Reproduction Abstracts

After fertilization, differentiated oocytes become totipotent embryos. In this transition, a drastic change in chromatin structure is known to occur, although the mechanism underlying this change remains to be elucidated. Recent studies have revealed that one of the major factors that contribute to the change in the chromatin structure is the exchange of histones with their variants. In mammals, there are three main non-centromeric histone H3 variants: H3.1, H3.2, and H3.3. Using transgenic mice and the microinjection method, we have previously shown that H3.3 is incorporated before and after fertilization. In contrast, there was limited incorporation of H3.1. However, the nuclear localization of H3.2 is not clarified. Here, using transgenic mice and microinjection method, we aim to investigate the role of H3 variants in embryonic development.
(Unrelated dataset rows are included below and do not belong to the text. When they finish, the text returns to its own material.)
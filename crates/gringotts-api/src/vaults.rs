//! Vault endpoints: thin handlers over the vault repository.

use std::sync::Arc;

use axum::{
    Json,
    extract::{Path, State},
    http::StatusCode,
};
use chrono::{DateTime, Utc};
use serde::{Deserialize, Serialize};
use tracing::error;
use uuid::Uuid;

use gringotts_data::vaults::{self, NewVault, VaultRow};

use crate::errors::ApiError;
use crate::state::ApiState;

/// Wire representation of a vault.
#[derive(Debug, Serialize, Deserialize)]
pub struct VaultResponse {
    /// Vault identifier.
    pub id: Uuid,
    /// Name of the account holder.
    pub owner: String,
    /// Current balance in galleons.
    pub galleons: i64,
    /// Creation timestamp.
    pub created_at: DateTime<Utc>,
}

impl From<VaultRow> for VaultResponse {
    fn from(row: VaultRow) -> Self {
        Self {
            id: row.id,
            owner: row.owner,
            galleons: row.galleons,
            created_at: row.created_at,
        }
    }
}

/// Request body for opening a vault.
#[derive(Debug, Serialize, Deserialize)]
pub struct CreateVaultRequest {
    /// Name of the account holder.
    pub owner: String,
    /// Opening balance in galleons; defaults to zero.
    #[serde(default)]
    pub galleons: i64,
}

/// List every vault, oldest first.
///
/// # Errors
///
/// Returns 500 when the listing query fails.
pub async fn list_vaults(
    State(state): State<Arc<ApiState>>,
) -> Result<Json<Vec<VaultResponse>>, ApiError> {
    let rows = vaults::list_vaults(&state.pool).await.map_err(|err| {
        error!(error = %err, "failed to list vaults");
        ApiError::internal("failed to list vaults")
    })?;
    Ok(Json(rows.into_iter().map(VaultResponse::from).collect()))
}

/// Open a vault for the requested owner.
///
/// # Errors
///
/// Returns 400 when the owner is blank and 500 when the insert fails.
pub async fn create_vault(
    State(state): State<Arc<ApiState>>,
    Json(request): Json<CreateVaultRequest>,
) -> Result<(StatusCode, Json<VaultResponse>), ApiError> {
    let owner = request.owner.trim();
    if owner.is_empty() {
        return Err(ApiError::bad_request("owner must not be empty"));
    }
    let row = vaults::insert_vault(
        &state.pool,
        &NewVault {
            owner,
            galleons: request.galleons,
        },
    )
    .await
    .map_err(|err| {
        error!(error = %err, "failed to open vault");
        ApiError::internal("failed to open vault")
    })?;
    Ok((StatusCode::CREATED, Json(row.into())))
}

/// Fetch a single vault by identifier.
///
/// # Errors
///
/// Returns 404 when the vault does not exist and 500 when the query fails.
pub async fn get_vault(
    State(state): State<Arc<ApiState>>,
    Path(id): Path<Uuid>,
) -> Result<Json<VaultResponse>, ApiError> {
    let row = vaults::fetch_vault(&state.pool, id).await.map_err(|err| {
        error!(error = %err, vault_id = %id, "failed to fetch vault");
        ApiError::internal("failed to fetch vault")
    })?;
    row.map(VaultResponse::from)
        .map(Json)
        .ok_or_else(|| ApiError::not_found(format!("no vault with id {id}")))
}
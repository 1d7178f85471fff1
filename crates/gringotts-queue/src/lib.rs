#![forbid(unsafe_code)]
#![deny(
    warnings,
    dead_code,
    unused,
    unused_imports,
    unused_must_use,
    unreachable_pub,
    clippy::all,
    clippy::pedantic,
    clippy::nursery,
    rustdoc::broken_intra_doc_links,
    rustdoc::bare_urls,
    missing_docs
)]

//! Message broker plumbing for the goblin workers.

pub mod channel;
pub mod error;

pub use channel::{connect, create_queue_channel, publish};
pub use error::{QueueError, QueueResult};
#![forbid(unsafe_code)]
#![deny(
    warnings,
    dead_code,
    unused,
    unused_imports,
    unused_must_use,
    unreachable_pub,
    clippy::all,
    clippy::pedantic,
    clippy::nursery,
    rustdoc::broken_intra_doc_links,
    rustdoc::bare_urls,
    missing_docs
)]

//! Binary entrypoint that wires the Gringotts services together.

use gringotts_app::{AppResult, run_app};

/// Bootstraps the Gringotts service and blocks until shutdown.
#[tokio::main]
async fn main() -> AppResult<()> {
    run_app().await
}
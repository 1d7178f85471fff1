#![forbid(unsafe_code)]
#![deny(
    warnings,
    dead_code,
    unused,
    unused_imports,
    unused_must_use,
    unreachable_pub,
    clippy::all,
    clippy::pedantic,
    clippy::nursery,
    rustdoc::broken_intra_doc_links,
    rustdoc::bare_urls,
    missing_docs
)]

//! Process configuration for the Gringotts service and its test harness.
//!
//! Settings are derived from `GRINGOTTS_*` environment variables with
//! documented defaults and cached process-wide after the first read.

pub mod error;
pub mod loader;
pub mod model;

pub use error::{ConfigError, ConfigResult};
pub use loader::{Settings, settings};
pub use model::{AmqpSettings, HttpSettings, SCHEMA_NAME};
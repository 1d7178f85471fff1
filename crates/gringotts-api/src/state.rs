//! Shared application state for the HTTP surface.

use sqlx::PgPool;

/// Dependencies shared by every handler.
#[derive(Debug, Clone)]
pub struct ApiState {
    /// Process-wide async connection pool.
    pub pool: PgPool,
}

impl ApiState {
    /// Wrap the shared pool for handler access.
    #[must_use]
    pub const fn new(pool: PgPool) -> Self {
        Self { pool }
    }
}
To examine the nuclear localization of H3.2, we generated transgenic mice that ubiquitously express Flag-tagged H3.2. Furthermore, to determine the biological significance of the composition of H3 variants at the 1-cell stage, we performed an overexpression analysis of H3.1, H3.2, and H3.3 to examine their effect in development.

We have found that H3.2 was not detected as well as H3.1 in 1-cell embryos, suggesting that H3.3 is the major histone variant incorporated at this stage. In addition, the embryos overexpressing H3.1 and H3.2 showed developmental delay and did not reach the blastocyst stage. These results suggest that limited incorporation of H3.1 and H3.2 into chromatin is essential for the change in chromatin structure at the 1-cell stage.